**ASSIGNED TASK**: Whenever a line in the listing below holds the string "undo", include it in the count. Say how many such lines there are and nothing more.

**INPUT FOR THIS TASK**:
———
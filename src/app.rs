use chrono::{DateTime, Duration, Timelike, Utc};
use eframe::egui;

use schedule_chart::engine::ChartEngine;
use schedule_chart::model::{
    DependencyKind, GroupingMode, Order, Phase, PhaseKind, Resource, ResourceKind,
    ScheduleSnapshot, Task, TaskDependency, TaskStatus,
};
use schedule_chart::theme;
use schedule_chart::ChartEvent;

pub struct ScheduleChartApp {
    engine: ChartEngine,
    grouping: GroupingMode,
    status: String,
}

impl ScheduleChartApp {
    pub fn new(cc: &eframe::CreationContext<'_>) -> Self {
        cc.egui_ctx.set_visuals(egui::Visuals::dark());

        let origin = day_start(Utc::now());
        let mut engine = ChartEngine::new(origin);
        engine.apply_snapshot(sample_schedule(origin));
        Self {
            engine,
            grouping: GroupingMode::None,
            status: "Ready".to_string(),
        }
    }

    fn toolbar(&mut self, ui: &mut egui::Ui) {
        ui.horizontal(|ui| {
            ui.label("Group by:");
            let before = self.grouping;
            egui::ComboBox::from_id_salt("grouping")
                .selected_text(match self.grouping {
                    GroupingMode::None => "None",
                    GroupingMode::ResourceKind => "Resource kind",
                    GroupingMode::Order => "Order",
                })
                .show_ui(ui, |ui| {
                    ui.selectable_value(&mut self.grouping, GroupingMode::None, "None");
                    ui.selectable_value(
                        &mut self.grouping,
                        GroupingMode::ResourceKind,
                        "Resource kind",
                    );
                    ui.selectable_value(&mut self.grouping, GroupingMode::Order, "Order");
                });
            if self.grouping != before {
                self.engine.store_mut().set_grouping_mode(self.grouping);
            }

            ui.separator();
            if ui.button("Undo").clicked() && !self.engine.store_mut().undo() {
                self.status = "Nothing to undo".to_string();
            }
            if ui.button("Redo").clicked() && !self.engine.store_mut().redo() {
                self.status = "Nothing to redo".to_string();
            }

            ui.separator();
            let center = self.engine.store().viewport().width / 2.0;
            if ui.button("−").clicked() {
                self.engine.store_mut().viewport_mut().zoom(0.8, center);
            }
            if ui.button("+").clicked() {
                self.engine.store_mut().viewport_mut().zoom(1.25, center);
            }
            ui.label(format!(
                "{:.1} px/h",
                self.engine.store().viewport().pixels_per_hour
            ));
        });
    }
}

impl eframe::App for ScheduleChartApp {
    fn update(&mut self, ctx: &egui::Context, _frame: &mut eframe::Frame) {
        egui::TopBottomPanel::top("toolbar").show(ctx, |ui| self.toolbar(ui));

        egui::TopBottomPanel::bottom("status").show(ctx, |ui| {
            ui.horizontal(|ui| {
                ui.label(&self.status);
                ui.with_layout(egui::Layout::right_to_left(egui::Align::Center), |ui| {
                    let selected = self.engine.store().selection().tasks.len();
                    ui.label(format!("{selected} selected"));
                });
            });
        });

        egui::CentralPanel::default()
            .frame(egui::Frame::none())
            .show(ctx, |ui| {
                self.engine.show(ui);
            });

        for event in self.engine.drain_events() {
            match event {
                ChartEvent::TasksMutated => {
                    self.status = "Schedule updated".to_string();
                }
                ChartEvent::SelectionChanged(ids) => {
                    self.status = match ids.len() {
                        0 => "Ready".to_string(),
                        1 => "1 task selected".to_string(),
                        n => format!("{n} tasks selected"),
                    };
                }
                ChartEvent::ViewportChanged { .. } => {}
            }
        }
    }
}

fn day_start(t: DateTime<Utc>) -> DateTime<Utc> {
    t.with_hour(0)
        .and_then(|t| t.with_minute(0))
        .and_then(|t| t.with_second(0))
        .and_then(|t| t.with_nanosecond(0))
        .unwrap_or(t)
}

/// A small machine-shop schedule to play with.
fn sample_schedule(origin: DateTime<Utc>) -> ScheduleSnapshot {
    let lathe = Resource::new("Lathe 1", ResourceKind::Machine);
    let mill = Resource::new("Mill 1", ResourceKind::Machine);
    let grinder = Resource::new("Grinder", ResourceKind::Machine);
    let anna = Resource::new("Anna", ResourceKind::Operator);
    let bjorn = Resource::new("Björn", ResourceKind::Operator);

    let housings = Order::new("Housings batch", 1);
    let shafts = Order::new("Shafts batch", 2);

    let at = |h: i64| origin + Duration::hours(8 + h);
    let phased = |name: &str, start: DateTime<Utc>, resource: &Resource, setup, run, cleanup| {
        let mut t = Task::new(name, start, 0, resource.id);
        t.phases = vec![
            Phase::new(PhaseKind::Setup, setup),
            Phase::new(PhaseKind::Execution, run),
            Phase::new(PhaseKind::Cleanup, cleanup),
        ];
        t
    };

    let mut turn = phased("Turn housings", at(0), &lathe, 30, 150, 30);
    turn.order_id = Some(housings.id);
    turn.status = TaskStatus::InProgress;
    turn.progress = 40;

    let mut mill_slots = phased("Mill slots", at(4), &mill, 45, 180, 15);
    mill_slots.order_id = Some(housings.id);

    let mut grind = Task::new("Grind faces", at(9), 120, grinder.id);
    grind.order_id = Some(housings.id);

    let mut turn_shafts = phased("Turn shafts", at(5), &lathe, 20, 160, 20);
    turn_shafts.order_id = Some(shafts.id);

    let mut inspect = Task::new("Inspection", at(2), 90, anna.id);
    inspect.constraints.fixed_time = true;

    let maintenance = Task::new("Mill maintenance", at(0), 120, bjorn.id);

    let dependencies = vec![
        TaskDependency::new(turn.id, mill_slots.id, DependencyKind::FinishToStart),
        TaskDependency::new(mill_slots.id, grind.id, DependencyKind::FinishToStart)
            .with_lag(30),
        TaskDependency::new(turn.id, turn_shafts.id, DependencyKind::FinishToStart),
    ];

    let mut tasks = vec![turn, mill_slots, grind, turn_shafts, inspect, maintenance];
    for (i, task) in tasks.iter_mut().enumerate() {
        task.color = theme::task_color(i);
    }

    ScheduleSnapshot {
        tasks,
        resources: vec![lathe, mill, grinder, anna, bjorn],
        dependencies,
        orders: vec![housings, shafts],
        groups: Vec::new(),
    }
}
———
**TASK RESPONSE**: 2